Publicly traded energy master limited partnership NuStar Energy L.P. (NS - Free Report) entered into an agreement with TexStar Midstream Services LP to spread out its presence in the Eagle Ford Shale.
Per the deal, NuStar will purchase crude oil pipeline, gathering and storage systems, plus natural gas liquids (NGL) assets for $425 million. The crude pipeline system runs from LaSalle County and Frio County to Live Oak County and can transport 100,000 barrels per day (BPD) of crude oil. It also includes 140 miles of transmission and gathering line for crude oil. The NGL assets include a 38-mile Y-grade NGL pipeline and two fractionators.

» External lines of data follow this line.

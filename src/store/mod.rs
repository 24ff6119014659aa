mod schema;
mod sqlite;

use anyhow::Result;
use std::collections::HashMap;

use crate::budget::BudgetState;
use crate::models::{Currency, CurrencyRecord};

pub(crate) use sqlite::SqliteStore;

pub(crate) const KEY_BUDGET: &str = "budget";
pub(crate) const KEY_TOTAL_SPENT: &str = "totalSpent";
pub(crate) const KEY_PENDING: &str = "currentSpent";
pub(crate) const KEY_CURRENCY: &str = "currency";

/// String-valued key-value storage the budget state is mirrored into.
pub(crate) trait KeyValueStore {
    fn get(&self, key: &str) -> Result<Option<String>>;
    fn set(&mut self, key: &str, value: &str) -> Result<()>;
    fn remove(&mut self, key: &str) -> Result<()>;
}

/// Process-local store. Nothing survives the process.
#[derive(Debug, Default, Clone)]
pub(crate) struct MemoryStore {
    entries: HashMap<String, String>,
}

impl MemoryStore {
    pub(crate) fn new() -> Self {
        Self::default()
    }

    #[cfg(test)]
    pub(crate) fn len(&self) -> usize {
        self.entries.len()
    }
}

impl KeyValueStore for MemoryStore {
    fn get(&self, key: &str) -> Result<Option<String>> {
        Ok(self.entries.get(key).cloned())
    }

    fn set(&mut self, key: &str, value: &str) -> Result<()> {
        self.entries.insert(key.to_string(), value.to_string());
        Ok(())
    }

    fn remove(&mut self, key: &str) -> Result<()> {
        self.entries.remove(key);
        Ok(())
    }
}

// ── Persistence ───────────────────────────────────────────────

/// Read the persisted state. Missing amounts load as empty strings; a missing,
/// unreadable or unknown currency record loads as the default currency.
pub(crate) fn load(store: &dyn KeyValueStore) -> Result<BudgetState> {
    let budget = store.get(KEY_BUDGET)?.unwrap_or_default();
    let total_spent = store.get(KEY_TOTAL_SPENT)?.unwrap_or_default();
    let pending_expense = store.get(KEY_PENDING)?.unwrap_or_default();
    let currency = match store.get(KEY_CURRENCY)? {
        Some(raw) => decode_currency(&raw),
        None => Currency::default_ref(),
    };

    Ok(BudgetState {
        budget,
        total_spent,
        pending_expense,
        currency,
    })
}

fn decode_currency(raw: &str) -> &'static Currency {
    match serde_json::from_str::<CurrencyRecord>(raw) {
        Ok(record) => record.resolve().unwrap_or_else(|| {
            tracing::warn!(code = %record.code, "stored currency not recognised, using default");
            Currency::default_ref()
        }),
        Err(e) => {
            tracing::warn!(error = %e, "stored currency record unreadable, using default");
            Currency::default_ref()
        }
    }
}

/// Write every field. Errors from the store are returned, not retried.
pub(crate) fn save(store: &mut dyn KeyValueStore, state: &BudgetState) -> Result<()> {
    store.set(KEY_BUDGET, &state.budget)?;
    store.set(KEY_TOTAL_SPENT, &state.total_spent)?;
    store.set(KEY_PENDING, &state.pending_expense)?;
    save_currency(store, state.currency)
}

pub(crate) fn save_currency(store: &mut dyn KeyValueStore, currency: &Currency) -> Result<()> {
    let record = serde_json::to_string(&currency.to_record())?;
    store.set(KEY_CURRENCY, &record)
}

/// Drop the amount entries. The currency entry is left in place.
pub(crate) fn clear_amounts(store: &mut dyn KeyValueStore) -> Result<()> {
    store.remove(KEY_BUDGET)?;
    store.remove(KEY_TOTAL_SPENT)?;
    store.remove(KEY_PENDING)?;
    Ok(())
}
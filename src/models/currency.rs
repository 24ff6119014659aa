use serde::{Deserialize, Serialize};

#[derive(Debug, PartialEq, Eq)]
pub struct Currency {
    pub code: &'static str,
    pub symbol: &'static str,
    pub name: &'static str,
}

/// Display-only currencies. Order matters: the first entry is the default.
static CURRENCIES: [Currency; 10] = [
    Currency { code: "USD", symbol: "$", name: "US Dollar" },
    Currency { code: "EUR", symbol: "€", name: "Euro" },
    Currency { code: "JPY", symbol: "¥", name: "Japanese Yen" },
    Currency { code: "GBP", symbol: "£", name: "British Pound" },
    Currency { code: "CNY", symbol: "¥", name: "Chinese Yuan" },
    Currency { code: "AUD", symbol: "A$", name: "Australian Dollar" },
    Currency { code: "CAD", symbol: "C$", name: "Canadian Dollar" },
    Currency { code: "CHF", symbol: "Fr", name: "Swiss Franc" },
    Currency { code: "HKD", symbol: "HK$", name: "Hong Kong Dollar" },
    Currency { code: "SGD", symbol: "S$", name: "Singapore Dollar" },
];

impl Currency {
    pub fn all() -> &'static [Currency] {
        &CURRENCIES
    }

    pub fn default_ref() -> &'static Currency {
        &CURRENCIES[0]
    }

    /// Exact, case-sensitive lookup by code.
    pub fn find(code: &str) -> Option<&'static Currency> {
        CURRENCIES.iter().find(|c| c.code == code)
    }

    pub fn index(&self) -> usize {
        CURRENCIES
            .iter()
            .position(|c| c.code == self.code)
            .unwrap_or(0)
    }

    /// Step through the list, wrapping at either end.
    pub fn cycle(&self, step: isize) -> &'static Currency {
        let len = CURRENCIES.len() as isize;
        let next = (self.index() as isize + step).rem_euclid(len);
        &CURRENCIES[next as usize]
    }

    pub fn to_record(&self) -> CurrencyRecord {
        CurrencyRecord {
            code: self.code.to_string(),
            symbol: self.symbol.to_string(),
            name: self.name.to_string(),
        }
    }
}

impl std::fmt::Display for Currency {
    fn fmt(&self, f: &mut std::fmt::Formatter<'_>) -> std::fmt::Result {
        write!(f, "{} ({})", self.name, self.symbol)
    }
}

/// Serialized form of the active currency, as written to the store.
#[derive(Debug, Clone, PartialEq, Eq, Serialize, Deserialize)]
pub struct CurrencyRecord {
    pub code: String,
    pub symbol: String,
    pub name: String,
}

impl CurrencyRecord {
    /// Resolve back to an enumerated currency. Codes outside the list yield `None`.
    pub fn resolve(&self) -> Option<&'static Currency> {
        Currency::find(&self.code)
    }
}
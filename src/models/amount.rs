use std::str::FromStr;
use std::sync::LazyLock;

use regex::Regex;
use rust_decimal::{Decimal, RoundingStrategy};

// Literal patterns; ASCII classes because `\d` would need the unicode tables.
#[allow(clippy::expect_used)]
static INPUT_GATE: LazyLock<Regex> =
    LazyLock::new(|| Regex::new(r"^[0-9]*\.?[0-9]*$").expect("valid input gate pattern"));

#[allow(clippy::expect_used)]
static LEADING_NUMBER: LazyLock<Regex> = LazyLock::new(|| {
    Regex::new(r"^[+-]?(?:[0-9]+\.?[0-9]*|\.[0-9]+)(?:[eE][+-]?[0-9]+)?")
        .expect("valid leading number pattern")
});

/// Whether `text` may be stored in an amount field.
/// Empty text is always allowed so a field can be cleared.
pub fn is_valid_input(text: &str) -> bool {
    text.is_empty() || INPUT_GATE.is_match(text)
}

/// Parse the longest numeric prefix of `s`, ignoring leading whitespace and
/// anything after the number. Returns `None` only when there is no prefix.
/// Magnitudes past `Decimal`'s range saturate to `Decimal::MAX`/`MIN`; ones
/// too small to represent become zero.
pub fn parse_leading(s: &str) -> Option<Decimal> {
    let m = LEADING_NUMBER.find(s.trim_start())?;
    let text = m.as_str();
    let (mantissa, exponent) = match text.find(['e', 'E']) {
        Some(pos) => (&text[..pos], Some(&text[pos + 1..])),
        None => (text, None),
    };

    let (negative, digits) = match mantissa.as_bytes().first() {
        Some(b'-') => (true, &mantissa[1..]),
        Some(b'+') => (false, &mantissa[1..]),
        _ => (false, mantissa),
    };
    // "5." and ".5" are valid prefixes but not valid `Decimal` literals.
    let digits = digits.trim_end_matches('.');
    let mut normalized = String::with_capacity(digits.len() + 2);
    if negative {
        normalized.push('-');
    }
    if digits.starts_with('.') {
        normalized.push('0');
    }
    normalized.push_str(digits);

    let exp = exponent.map(|e| e.trim_start_matches('+'));
    let parsed = match exp {
        Some(exp) => Decimal::from_scientific(&format!("{normalized}e{exp}")),
        None => Decimal::from_str(&normalized),
    };
    Some(parsed.unwrap_or_else(|_| out_of_range(negative, digits, exp)))
}

/// The matched prefix is well-formed, so a failed parse means it is out of
/// range: too many integer digits, or an exponent too far either way.
fn out_of_range(negative: bool, digits: &str, exp: Option<&str>) -> Decimal {
    if !digits.bytes().any(|b| matches!(b, b'1'..=b'9')) {
        return Decimal::ZERO;
    }
    let int_digits = digits
        .split('.')
        .next()
        .unwrap_or("")
        .trim_start_matches('0')
        .len() as i64;
    let exp = match exp {
        None => 0,
        Some(e) => e.parse::<i64>().unwrap_or(if e.starts_with('-') {
            i64::MIN / 2
        } else {
            i64::MAX / 2
        }),
    };
    if int_digits.saturating_add(exp) <= 0 {
        Decimal::ZERO
    } else if negative {
        Decimal::MIN
    } else {
        Decimal::MAX
    }
}

/// Numeric value of an amount field; unparsable or empty is zero.
pub fn numeric(s: &str) -> Decimal {
    parse_leading(s).unwrap_or(Decimal::ZERO)
}

/// Round half away from zero and render with exactly two decimals.
pub fn format_fixed2(val: Decimal) -> String {
    let rounded = val.round_dp_with_strategy(2, RoundingStrategy::MidpointAwayFromZero);
    format!("{rounded:.2}")
}
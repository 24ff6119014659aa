pub(crate) mod app;
pub(crate) mod commands;
pub(crate) mod render;
pub(crate) mod theme;
pub(crate) mod util;

#[cfg(test)]
#[path = "util_tests.rs"]
mod util_tests;

#[cfg(test)]
#[path = "app_tests.rs"]
mod app_tests;
pub mod amount;
mod currency;

pub use currency::{Currency, CurrencyRecord};

#[cfg(test)]
mod tests;
#![allow(clippy::unwrap_used)]

use rust_decimal_macros::dec;

use super::app::{App, Focus};
use super::commands::handle_command;
use crate::budget::BudgetController;
use crate::store::MemoryStore;

fn app() -> App {
    App::new(BudgetController::mount(Box::new(MemoryStore::new())).unwrap())
}

fn type_str(app: &mut App, text: &str) {
    for c in text.chars() {
        app.type_char(c).unwrap();
    }
}

// ── Focus ─────────────────────────────────────────────────────

#[test]
fn test_focus_starts_on_budget() {
    assert_eq!(app().focus, Focus::Budget);
}

#[test]
fn test_focus_cycles_both_ways() {
    assert_eq!(Focus::Budget.next(), Focus::Expense);
    assert_eq!(Focus::Expense.next(), Focus::Currency);
    assert_eq!(Focus::Currency.prev(), Focus::Expense);
    assert_eq!(Focus::Budget.prev(), Focus::Currency);
}

// ── Typing ────────────────────────────────────────────────────

#[test]
fn test_typing_goes_through_gate() {
    let mut app = app();
    type_str(&mut app, "12.3.4");
    assert_eq!(app.budget.state().budget, "12.34");
}

#[test]
fn test_typing_on_currency_is_ignored() {
    let mut app = app();
    app.focus = Focus::Currency;
    type_str(&mut app, "55");
    assert_eq!(app.budget.state().budget, "");
    assert_eq!(app.budget.state().pending_expense, "");
}

#[test]
fn test_backspace_edits_focused_field() {
    let mut app = app();
    app.focus = Focus::Expense;
    type_str(&mut app, "42");
    app.backspace().unwrap();
    assert_eq!(app.budget.state().pending_expense, "4");
}

#[test]
fn test_add_expense_sets_status() {
    let mut app = app();
    type_str(&mut app, "100");
    app.focus = Focus::Expense;
    type_str(&mut app, "25");
    app.add_expense().unwrap();
    assert_eq!(app.budget.state().total_spent, "25.00");
    assert_eq!(app.status_message, "Total spent: $25.00");
}

#[test]
fn test_add_expense_empty_keeps_status() {
    let mut app = app();
    app.set_status("hello");
    app.add_expense().unwrap();
    assert_eq!(app.status_message, "hello");
    assert_eq!(app.budget.state().total_spent, "");
}

// ── Commands ──────────────────────────────────────────────────

#[test]
fn test_command_budget_and_spend() {
    let mut app = app();
    handle_command("budget 1000", &mut app).unwrap();
    handle_command("spend 250.5", &mut app).unwrap();
    assert_eq!(app.budget.state().total_spent, "250.50");
    assert_eq!(app.budget.view().remaining, dec!(749.50));
}

#[test]
fn test_command_rejects_bad_amount() {
    let mut app = app();
    handle_command("b 12.3.4", &mut app).unwrap();
    assert_eq!(app.budget.state().budget, "");
    assert_eq!(app.status_message, "Not an amount: 12.3.4");
}

#[test]
fn test_command_spend_without_amount() {
    let mut app = app();
    handle_command("spend", &mut app).unwrap();
    assert_eq!(app.status_message, "Usage: :spend <amount>");
}

#[test]
fn test_command_currency_case_insensitive() {
    let mut app = app();
    handle_command("currency gbp", &mut app).unwrap();
    assert_eq!(app.budget.currency().code, "GBP");
    assert_eq!(app.status_message, "Currency: British Pound (£)");
}

#[test]
fn test_command_unknown_currency() {
    let mut app = app();
    handle_command("c XYZ", &mut app).unwrap();
    assert_eq!(app.budget.currency().code, "USD");
    assert!(app.status_message.starts_with("Choose one of: USD, EUR"));
}

#[test]
fn test_command_reset() {
    let mut app = app();
    handle_command("c EUR", &mut app).unwrap();
    handle_command("budget 50", &mut app).unwrap();
    app.focus = Focus::Expense;
    handle_command("reset", &mut app).unwrap();
    assert_eq!(app.budget.state().budget, "");
    assert_eq!(app.budget.currency().code, "EUR");
    assert_eq!(app.focus, Focus::Budget);
}

#[test]
fn test_command_quit() {
    let mut app = app();
    handle_command("q", &mut app).unwrap();
    assert!(!app.running);
}

#[test]
fn test_command_help() {
    let mut app = app();
    handle_command("help", &mut app).unwrap();
    assert!(app.show_help);
}

#[test]
fn test_unknown_command_suggests() {
    let mut app = app();
    handle_command("spnd 5", &mut app).unwrap();
    assert_eq!(
        app.status_message,
        "Unknown command: :spnd. Did you mean :spend?"
    );
}
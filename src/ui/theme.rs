use ratatui::style::{Color, Modifier, Style};

pub(crate) const HEADER_BG: Color = Color::Rgb(30, 30, 46);
pub(crate) const HEADER_FG: Color = Color::Rgb(205, 214, 244);
pub(crate) const ACCENT: Color = Color::Rgb(137, 180, 250);
pub(crate) const GREEN: Color = Color::Rgb(166, 227, 161);
pub(crate) const RED: Color = Color::Rgb(243, 139, 168);
pub(crate) const YELLOW: Color = Color::Rgb(249, 226, 175);
pub(crate) const SURFACE: Color = Color::Rgb(49, 50, 68);
pub(crate) const TEXT: Color = Color::Rgb(205, 214, 244);
pub(crate) const TEXT_DIM: Color = Color::Rgb(127, 132, 156);
pub(crate) const OVERLAY: Color = Color::Rgb(69, 71, 90);
pub(crate) const COMMAND_BG: Color = Color::Rgb(24, 24, 37);

pub(crate) fn header_style() -> Style {
    Style::default()
        .fg(HEADER_FG)
        .bg(HEADER_BG)
        .add_modifier(Modifier::BOLD)
}

pub(crate) fn focused_style() -> Style {
    Style::default().fg(HEADER_BG).bg(ACCENT)
}

pub(crate) fn normal_style() -> Style {
    Style::default().fg(TEXT)
}

pub(crate) fn dim_style() -> Style {
    Style::default().fg(TEXT_DIM)
}

pub(crate) fn readonly_style() -> Style {
    Style::default().fg(TEXT_DIM).bg(SURFACE)
}

pub(crate) fn command_bar_style() -> Style {
    Style::default().fg(TEXT).bg(COMMAND_BG)
}

pub(crate) fn status_bar_style() -> Style {
    Style::default().fg(TEXT_DIM).bg(SURFACE)
}

/// Green while most of the budget is left, then yellow, then red.
pub(crate) fn remaining_color(percent_remaining: f64) -> Color {
    if percent_remaining < 10.0 {
        RED
    } else if percent_remaining < 30.0 {
        YELLOW
    } else {
        GREEN
    }
}
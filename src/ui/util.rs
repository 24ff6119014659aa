use rust_decimal::prelude::ToPrimitive;
use rust_decimal::{Decimal, RoundingStrategy};

use crate::models::amount::format_fixed2;

/// Format an amount with a currency symbol, thousand separators and 2 decimal places.
/// e.g. `("€", -1234.5)` → `"-€1,234.50"`
pub(crate) fn format_money(symbol: &str, val: Decimal) -> String {
    let formatted = format_fixed2(val.abs());
    let mut parts = formatted.split('.');
    let int_part = parts.next().unwrap_or("0");
    let dec_part = parts.next().unwrap_or("00");

    let with_commas: String = int_part
        .as_bytes()
        .rchunks(3)
        .rev()
        .map(|chunk| std::str::from_utf8(chunk).unwrap_or(""))
        .collect::<Vec<_>>()
        .join(",");

    // Values that round to zero print without a sign.
    if val < Decimal::ZERO && formatted != "0.00" {
        format!("-{symbol}{with_commas}.{dec_part}")
    } else {
        format!("{symbol}{with_commas}.{dec_part}")
    }
}

/// One decimal place, half away from zero. e.g. `74.95` → `"75.0%"`
pub(crate) fn format_percent(pct: Decimal) -> String {
    let rounded = pct.round_dp_with_strategy(1, RoundingStrategy::MidpointAwayFromZero);
    format!("{rounded:.1}%")
}

/// Text bar filled to `pct` (0..=100) of `width` cells.
pub(crate) fn progress_bar(pct: Decimal, width: usize) -> String {
    let clamped = pct.clamp(Decimal::ZERO, Decimal::ONE_HUNDRED);
    let filled = (clamped * Decimal::from(width) / Decimal::ONE_HUNDRED)
        .floor()
        .to_usize()
        .unwrap_or(0)
        .min(width);
    let empty = width - filled;
    format!("[{}{}]", "█".repeat(filled), "░".repeat(empty))
}
mod budget;
mod config;
mod logging;
mod models;
mod run;
mod store;
mod ui;

use anyhow::Result;

use crate::budget::BudgetController;
use crate::config::Config;
use crate::store::{KeyValueStore, MemoryStore, SqliteStore};

fn main() -> Result<()> {
    let mut args: Vec<String> = std::env::args().collect();
    let config = Config::from_args(&mut args)?;
    config.ensure_data_dir()?;
    logging::init(&config.log_path())?;

    let store = open_store(&config)?;
    let mut budget = BudgetController::mount(store)?;

    match args.len() {
        0 | 1 => run::as_tui(budget),
        _ => run::as_cli(&args, &mut budget),
    }
}

fn open_store(config: &Config) -> Result<Box<dyn KeyValueStore>> {
    if config.ephemeral {
        tracing::info!("using in-memory store");
        return Ok(Box::new(MemoryStore::new()));
    }
    Ok(Box::new(SqliteStore::open(&config.db_path())?))
}
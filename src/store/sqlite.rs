use anyhow::{Context, Result};
use rusqlite::{params, Connection, OptionalExtension};
use std::path::Path;

use super::schema;
use super::KeyValueStore;

/// Durable key-value store backed by a single SQLite table.
pub(crate) struct SqliteStore {
    conn: Connection,
}

impl SqliteStore {
    pub(crate) fn open(path: &Path) -> Result<Self> {
        let conn = Connection::open(path)
            .with_context(|| format!("Failed to open store: {}", path.display()))?;
        conn.execute_batch("PRAGMA journal_mode=WAL;")
            .context("Failed to set store pragmas")?;
        let mut store = Self { conn };
        store.migrate().context("Store migration failed")?;
        tracing::debug!(path = %path.display(), "opened sqlite store");
        Ok(store)
    }

    #[cfg(test)]
    pub(crate) fn open_in_memory() -> Result<Self> {
        let conn = Connection::open_in_memory()?;
        let mut store = Self { conn };
        store.migrate()?;
        Ok(store)
    }

    fn migrate(&mut self) -> Result<()> {
        let has_version_table: bool = self.conn.query_row(
            "SELECT EXISTS(SELECT 1 FROM sqlite_master WHERE type='table' AND name='schema_version')",
            [],
            |row| row.get(0),
        )?;

        if !has_version_table {
            self.conn.execute_batch(schema::SCHEMA_V1)?;
            self.conn.execute(
                "INSERT INTO schema_version (version) VALUES (?1)",
                params![schema::CURRENT_VERSION],
            )?;
            return Ok(());
        }

        let current: i32 = self
            .conn
            .query_row("SELECT version FROM schema_version LIMIT 1", [], |row| {
                row.get(0)
            })
            .unwrap_or(0);

        for &(from_version, sql) in schema::MIGRATIONS {
            if current <= from_version {
                self.conn.execute_batch(sql)?;
            }
        }

        if current < schema::CURRENT_VERSION {
            self.conn.execute(
                "UPDATE schema_version SET version = ?1",
                params![schema::CURRENT_VERSION],
            )?;
        }

        Ok(())
    }

    #[cfg(test)]
    pub(crate) fn schema_version(&self) -> Result<i32> {
        Ok(self
            .conn
            .query_row("SELECT version FROM schema_version LIMIT 1", [], |row| {
                row.get(0)
            })?)
    }

    #[cfg(test)]
    pub(crate) fn updated_at(&self, key: &str) -> Result<Option<String>> {
        Ok(self
            .conn
            .query_row(
                "SELECT updated_at FROM kv WHERE key = ?1",
                params![key],
                |row| row.get(0),
            )
            .optional()?)
    }
}

impl KeyValueStore for SqliteStore {
    fn get(&self, key: &str) -> Result<Option<String>> {
        let value = self
            .conn
            .query_row("SELECT value FROM kv WHERE key = ?1", params![key], |row| {
                row.get(0)
            })
            .optional()
            .with_context(|| format!("Failed to read key '{key}'"))?;
        Ok(value)
    }

    fn set(&mut self, key: &str, value: &str) -> Result<()> {
        let now = chrono::Utc::now().to_rfc3339();
        self.conn
            .execute(
                "INSERT INTO kv (key, value, updated_at) VALUES (?1, ?2, ?3)
                 ON CONFLICT(key) DO UPDATE SET value = ?2, updated_at = ?3",
                params![key, value, now],
            )
            .with_context(|| format!("Failed to write key '{key}'"))?;
        Ok(())
    }

    fn remove(&mut self, key: &str) -> Result<()> {
        self.conn
            .execute("DELETE FROM kv WHERE key = ?1", params![key])
            .with_context(|| format!("Failed to remove key '{key}'"))?;
        Ok(())
    }
}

The deal will be concluded in two separate transactions. Crude oil assets will be purchased first followed by the acquisition of NGL assets. NuStar will finance the deal through borrowings under its credit facilities and junior subordinated notes.
It is expected that the acquisition of crude oil assets will be completed in early December after Federal Trade Commission review. The second part of the deal is likely to close by first quarter of 2013.
Simultaneously, NuStar also declared its plan to divest its San Antonio refinery on South Presa Street and related terminal in Elmendorf, Texas.
We like NuStar Energy for its diversified asset base and robust distribution-growth prospects. A strong pipeline of organic growth projects and contribution from acquisitions provide the partnership with an above peer-group average distribution coverage ratio. Furthermore, the majority of NuStar’s business is derived from an attractive set of fee-based storage and transportation assets that support the U.S. and international energy infrastructure.
However, over the last few years, NuStar has consolidated its business through a combination of organic efforts and accretive acquisitions. We believe the higher operating expenses associated with this expanded asset base may lead to reduced returns going forward.
Acquisitions have historically played a major role in the partnership’s growth profile and are expected to remain significant in the future. NuStar may find it difficult to complete accretive transactions moving forward, which could negatively impact its growth rate.
NuStar – which was spun off from the U.S. refiner Valero Energy Corp. (VLO - Free Report) in 2006 – currently retains a Zacks #5 Rank (short-term Strong Sell rating).